Connie learned a lesson: never, ever, ever, when your horse partially loses a hind Easyboot glove going up a steep single track trail, dismount to pull the boot off, while he's got his head down eating, without holding on to the reins. Or you just might watch your horse decide to go start walking up the steep hill without you, then start running up the steep hill without you, leaving you to realize that your horse may have just run all the way back to the vet check (or home, or gotten lost) and you now might have a very long way to walk back on foot, seven miles or so (or however far you might want to track your horse in the desert).

I learned a lesson: don't just sit behind and watch the whole thing without saying anything!

(Turns out Finneas ran up and over the hill another fifty yards and willingly stopped with Steph, John and Carol and their horses, as his other 3 boots flew off in all directions.
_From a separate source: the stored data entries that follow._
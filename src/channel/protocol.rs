//! # Wire Protocol Adapters
//!
//! The channel never looks inside messages; it asks a [`WireProtocol`] to
//! build the setup and frame messages and to pull text out of whatever the
//! remote sends back.
//!
//! [`GeminiLiveProtocol`] speaks the BidiGenerateContent JSON framing:
//!
//! ```text
//! -> {"setup": {"model": "...", "generation_config": {"response_modalities": ["TEXT"], ...}}}
//! <- {"setupComplete": {}}
//! -> {"client_content": {"turns": [{"role": "user", "parts": [{"text": ...}, {"inline_data": {...}}]}], "turn_complete": true}}
//! <- {"serverContent": {"modelTurn": {"parts": [{"text": "..."}]}}}
//! ```

use serde_json::{Value, json};
use tracing::warn;

use crate::config::ChannelSettings;
use crate::config::settings::OUTPUT_TOKEN_RANGE;
use crate::error::{WatchError, WatchResult};
use crate::processing::EncodedPayload;

/// Message framing for one remote service.
pub trait WireProtocol: Send + Sync {
    /// First message after the transport opens.
    fn setup_message(&self) -> WatchResult<String>;

    /// `Ok(true)` when `reply` acknowledges setup, `Ok(false)` for messages
    /// to ignore while waiting, `Err(Auth)` when the remote rejected the
    /// credentials.
    fn is_setup_ack(&self, reply: &str) -> WatchResult<bool>;

    /// One frame plus its prompt.
    fn frame_message(&self, payload: &EncodedPayload, prompt: &str) -> WatchResult<String>;

    /// Text parts carried by an incoming message, in order. Messages with no
    /// text yield an empty vector.
    fn decode(&self, message: &str) -> WatchResult<Vec<String>>;
}

/// BidiGenerateContent framing.
#[derive(Debug, Clone)]
pub struct GeminiLiveProtocol {
    model: String,
    max_output_tokens: Option<u32>,
    safety_settings: Option<Value>,
}

impl GeminiLiveProtocol {
    pub fn new(model: impl Into<String>) -> Self {
        Self {
            model: model.into(),
            max_output_tokens: None,
            safety_settings: None,
        }
    }

    pub fn from_settings(settings: &ChannelSettings) -> Self {
        Self {
            model: settings.model.clone(),
            max_output_tokens: settings.max_output_tokens,
            safety_settings: settings.safety_settings.clone(),
        }
    }

    pub fn with_max_output_tokens(mut self, tokens: u32) -> Self {
        self.max_output_tokens = Some(tokens);
        self
    }

    pub fn with_safety_settings(mut self, safety: Value) -> Self {
        self.safety_settings = Some(safety);
        self
    }

    fn model_path(&self) -> String {
        if self.model.starts_with("models/") {
            self.model.clone()
        } else {
            format!("models/{}", self.model)
        }
    }
}

/// Read a field that may arrive in camelCase or snake_case.
fn field<'a>(value: &'a Value, camel: &str, snake: &str) -> Option<&'a Value> {
    value.get(camel).or_else(|| value.get(snake))
}

/// Map a service `error` object to a channel error.
fn service_error(error: &Value) -> WatchError {
    let status = error.get("status").and_then(Value::as_str).unwrap_or("");
    let code = error.get("code").and_then(Value::as_u64).unwrap_or(0);
    let message = error
        .get("message")
        .and_then(Value::as_str)
        .unwrap_or("no message")
        .to_string();
    if matches!(status, "UNAUTHENTICATED" | "PERMISSION_DENIED") || matches!(code, 401 | 403) {
        WatchError::auth(message).with_recovery_suggestion("check the API key")
    } else {
        WatchError::protocol(format!("service error {} {}: {}", code, status, message))
    }
}

fn parse(message: &str) -> WatchResult<Value> {
    serde_json::from_str(message)
        .map_err(|e| WatchError::protocol(format!("message is not JSON: {}", e)))
}

impl WireProtocol for GeminiLiveProtocol {
    fn setup_message(&self) -> WatchResult<String> {
        let mut generation_config = json!({ "response_modalities": ["TEXT"] });
        match self.max_output_tokens {
            Some(n) if OUTPUT_TOKEN_RANGE.contains(&n) => {
                generation_config["max_output_tokens"] = json!(n);
            }
            Some(n) => warn!(
                max_output_tokens = n,
                "max_output_tokens outside {:?}, not sent",
                OUTPUT_TOKEN_RANGE
            ),
            None => {}
        }

        let mut setup = json!({
            "model": self.model_path(),
            "generation_config": generation_config,
        });
        if let Some(safety) = &self.safety_settings {
            setup["safety_settings"] = safety.clone();
        }
        Ok(json!({ "setup": setup }).to_string())
    }

    fn is_setup_ack(&self, reply: &str) -> WatchResult<bool> {
        let value = parse(reply)?;
        if let Some(error) = value.get("error") {
            return Err(service_error(error));
        }
        Ok(field(&value, "setupComplete", "setup_complete").is_some())
    }

    fn frame_message(&self, payload: &EncodedPayload, prompt: &str) -> WatchResult<String> {
        let message = json!({
            "client_content": {
                "turns": [{
                    "role": "user",
                    "parts": [
                        { "text": prompt },
                        {
                            "inline_data": {
                                "mime_type": payload.mime_type,
                                "data": payload.to_base64(),
                            }
                        }
                    ]
                }],
                "turn_complete": true
            }
        });
        Ok(message.to_string())
    }

    fn decode(&self, message: &str) -> WatchResult<Vec<String>> {
        let value = parse(message)?;
        if let Some(error) = value.get("error") {
            return Err(service_error(error));
        }
        let parts = field(&value, "serverContent", "server_content")
            .and_then(|c| field(c, "modelTurn", "model_turn"))
            .and_then(|t| t.get("parts"))
            .and_then(Value::as_array);
        let Some(parts) = parts else {
            return Ok(Vec::new());
        };
        Ok(parts
            .iter()
            .filter_map(|p| p.get("text").and_then(Value::as_str))
            .filter(|t| !t.is_empty())
            .map(str::to_string)
            .collect())
    }
}
//! Transport seam between the session channel and the network.
//!
//! A [`Connector`] opens one duplex connection and hands back its two
//! halves. The channel owns the halves for the lifetime of that connection
//! and drives them from separate tasks, so neither direction blocks the
//! other.

use std::fmt;

use async_trait::async_trait;

use crate::error::WatchResult;

/// Credentials kept by the channel for re-authentication on reconnect.
#[derive(Clone)]
pub struct Credentials {
    api_key: String,
}

impl Credentials {
    pub fn new(api_key: impl Into<String>) -> Self {
        Self {
            api_key: api_key.into(),
        }
    }

    pub fn api_key(&self) -> &str {
        &self.api_key
    }
}

impl fmt::Debug for Credentials {
    fn fmt(&self, f: &mut fmt::Formatter<'_>) -> fmt::Result {
        f.write_str("Credentials(<redacted>)")
    }
}

/// Outgoing half of a connection.
#[async_trait]
pub trait TransportTx: Send {
    /// Write one text message. Resolves once the bytes are handed to the
    /// network.
    async fn send(&mut self, text: String) -> WatchResult<()>;

    /// Best-effort graceful close.
    async fn close(&mut self) -> WatchResult<()>;
}

/// Incoming half of a connection.
#[async_trait]
pub trait TransportRx: Send {
    /// Next text message. `None` when the remote ended the stream cleanly.
    async fn recv(&mut self) -> Option<WatchResult<String>>;
}

/// Both halves of one open connection.
pub type Transport = (Box<dyn TransportTx>, Box<dyn TransportRx>);

/// Opens connections to the remote endpoint.
///
/// Implementations map credential rejection to `WatchError::Auth` and every
/// other failure to `WatchError::Connect`; the channel retries only the
/// latter.
#[async_trait]
pub trait Connector: Send + Sync {
    async fn connect(&self, credentials: &Credentials) -> WatchResult<Transport>;
}
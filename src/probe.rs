//! Connectivity probe.
//!
//! One REST `generateContent` call checks that the API key works before a
//! live session is opened. The key travels as the `key` query parameter, so
//! request URLs and `reqwest` errors carrying them are never logged.

use std::fmt;
use std::time::Duration;

use reqwest::{Client, StatusCode};
use serde_json::json;
use tracing::{debug, info, warn};

use crate::config::ChannelSettings;
use crate::error::{WatchError, WatchResult};

pub const PROBE_BASE_URL: &str = "https://generativelanguage.googleapis.com/v1beta";
/// Model tried when the live model answers 404.
pub const FALLBACK_MODEL: &str = "gemini-1.5-flash";
pub const PROBE_TIMEOUT: Duration = Duration::from_secs(10);
const PROBE_TEXT: &str = "Hello, this is a connection test.";

/// Result of a successful probe.
#[derive(Debug, Clone, PartialEq, Eq)]
pub enum ProbeOutcome {
    /// The configured live model answered.
    Ready { model: String },
    /// Only the fallback model answered; live streaming may not work.
    Limited { fallback: String },
}

impl fmt::Display for ProbeOutcome {
    fn fmt(&self, f: &mut fmt::Formatter<'_>) -> fmt::Result {
        match self {
            ProbeOutcome::Ready { model } => write!(f, "API key accepted, {} is ready", model),
            ProbeOutcome::Limited { fallback } => write!(
                f,
                "API key works with {} but the live model is unavailable; streaming may fail",
                fallback
            ),
        }
    }
}

pub struct ApiProbe {
    client: Client,
    base_url: String,
    model: String,
}

impl ApiProbe {
    pub fn new(model: &str) -> WatchResult<Self> {
        let client = Client::builder()
            .timeout(PROBE_TIMEOUT)
            .build()
            .map_err(|e| WatchError::external("reqwest", e.without_url()))?;
        Ok(Self {
            client,
            base_url: PROBE_BASE_URL.to_string(),
            model: model.trim_start_matches("models/").to_string(),
        })
    }

    pub fn with_base_url(mut self, base_url: impl Into<String>) -> Self {
        self.base_url = base_url.into();
        self
    }

    /// Check `api_key` against the live model, falling back once on 404.
    pub async fn probe(&self, api_key: &str) -> WatchResult<ProbeOutcome> {
        let status = self.generate(&self.model, api_key).await?;
        if status.is_success() {
            info!(model = %self.model, "probe succeeded");
            return Ok(ProbeOutcome::Ready {
                model: self.model.clone(),
            });
        }
        if status != StatusCode::NOT_FOUND {
            return Err(status_error(&self.model, status));
        }

        warn!(model = %self.model, "live model not found, trying {}", FALLBACK_MODEL);
        let status = self.generate(FALLBACK_MODEL, api_key).await?;
        if status.is_success() {
            Ok(ProbeOutcome::Limited {
                fallback: FALLBACK_MODEL.to_string(),
            })
        } else {
            Err(status_error(FALLBACK_MODEL, status))
        }
    }

    async fn generate(&self, model: &str, api_key: &str) -> WatchResult<StatusCode> {
        let url = format!("{}/models/{}:generateContent", self.base_url, model);
        let body = json!({ "contents": [{ "parts": [{ "text": PROBE_TEXT }] }] });
        debug!(%model, "probing");
        let response = self
            .client
            .post(&url)
            .query(&[("key", api_key)])
            .json(&body)
            .send()
            .await
            .map_err(|e| {
                let e = e.without_url();
                if e.is_timeout() {
                    WatchError::timeout("probe", PROBE_TIMEOUT.as_millis() as u64)
                } else {
                    WatchError::connect(&self.base_url, e.to_string())
                }
            })?;
        Ok(response.status())
    }
}

fn status_error(model: &str, status: StatusCode) -> WatchError {
    match status.as_u16() {
        400 | 401 | 403 => WatchError::auth(format!("{} rejected the API key (HTTP {})", model, status))
            .with_recovery_suggestion("check the API key"),
        _ => WatchError::connect(PROBE_BASE_URL, format!("{} answered HTTP {}", model, status)),
    }
}

/// Probe the model named in `settings`.
pub async fn probe_api_key(settings: &ChannelSettings, api_key: &str) -> WatchResult<ProbeOutcome> {
    ApiProbe::new(&settings.model)?.probe(api_key).await
}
We spent 15 minutes there as all four of the boots were found scattered in the sagebrush, and she and Steph got the boots back on with tape on the hooves and around the velcro straps, and by pounding the boots on with a rock.)


I learned another lesson: Jose is a different horse when he is Fresh Fresh Fresh!! He was full of himself, having done virtually nothing, other than some easy training rides, and 2 Limited Distance rides at the September Canyonlands ride, since the Owyhee Fandango in May (!!). The first 19 mile loop he wanted to go faster than our pace (and preferred to be in front), the second 18 mile loop he wanted to go Faster Than Our Pace (and Preferred To Be In Front), and the third 19 mile loop back home he wanted to GO FASTER! I'd been using my seat and legs a lot the first two loops to stay off his mouth, but after 38 miles my legs were jello and I just had to let him pull. That horse did not get tired! Whereas, I was whooped by the end of the ride.


The Pickett Creek Brigade pulled five abreast on the last hundred yard stretch, charging down Wees Road to basecamp.

We wheeled the corner turn into the ranch in a line as a perfect drill team, and Pickett Creek called it a perfect 5 for 5 (actually six for six - additional neighbor Linda finished the Limited Distance on Krusty!) (actually seven for seven - additional visiting adopted neighbor Judy finished the Limited Distance on her horse Milan!) at Day 1 of the Owyhee Hallowed Weenies.

Friday, October 29, 2010

It Takes a Village



Friday October 29 2010

It takes a village to get to an endurance ride: approximately 8 people, about 9 horses and a day or two of packing the entire farm into three horse trailers - all this to drive to basecamp only 10 miles down the road.


It's time for the second annual Owyhee Hallowed Weenies endurance ride.


The weather during Friday's vet-in was perfect - cool and clear, just perfect for a hundred miles of riding at the end of the season in the Pacific Northwest.


More photos, and stories coming on Endurance.net at:
http://www.endurance.net/international/USA/2010OwyheeHallowedWeenies/

Thursday, October 28, 2010

Hula Hula!



Thursday October 28 2010

Dudley stood for his fitting for his Halloween Costume: he wants to be a Horse Hula Dancer! (If he does the 50-mile Halloween ride on Sunday... it's not completely confirmed yet.)




The skirt framework was measured, the first ribbons tied, Dudley helping pick out the next colors.




He actually looks a bit bored here.


We tried it out on the trail in the wind today, and Dudley thought it needed more ribbons.


We'll work on it tonight. (I might even be persuaded to go as a Hula Dancer, if only to wear a hula skirt to match Dudley's - forget the bikini top or coconuts.)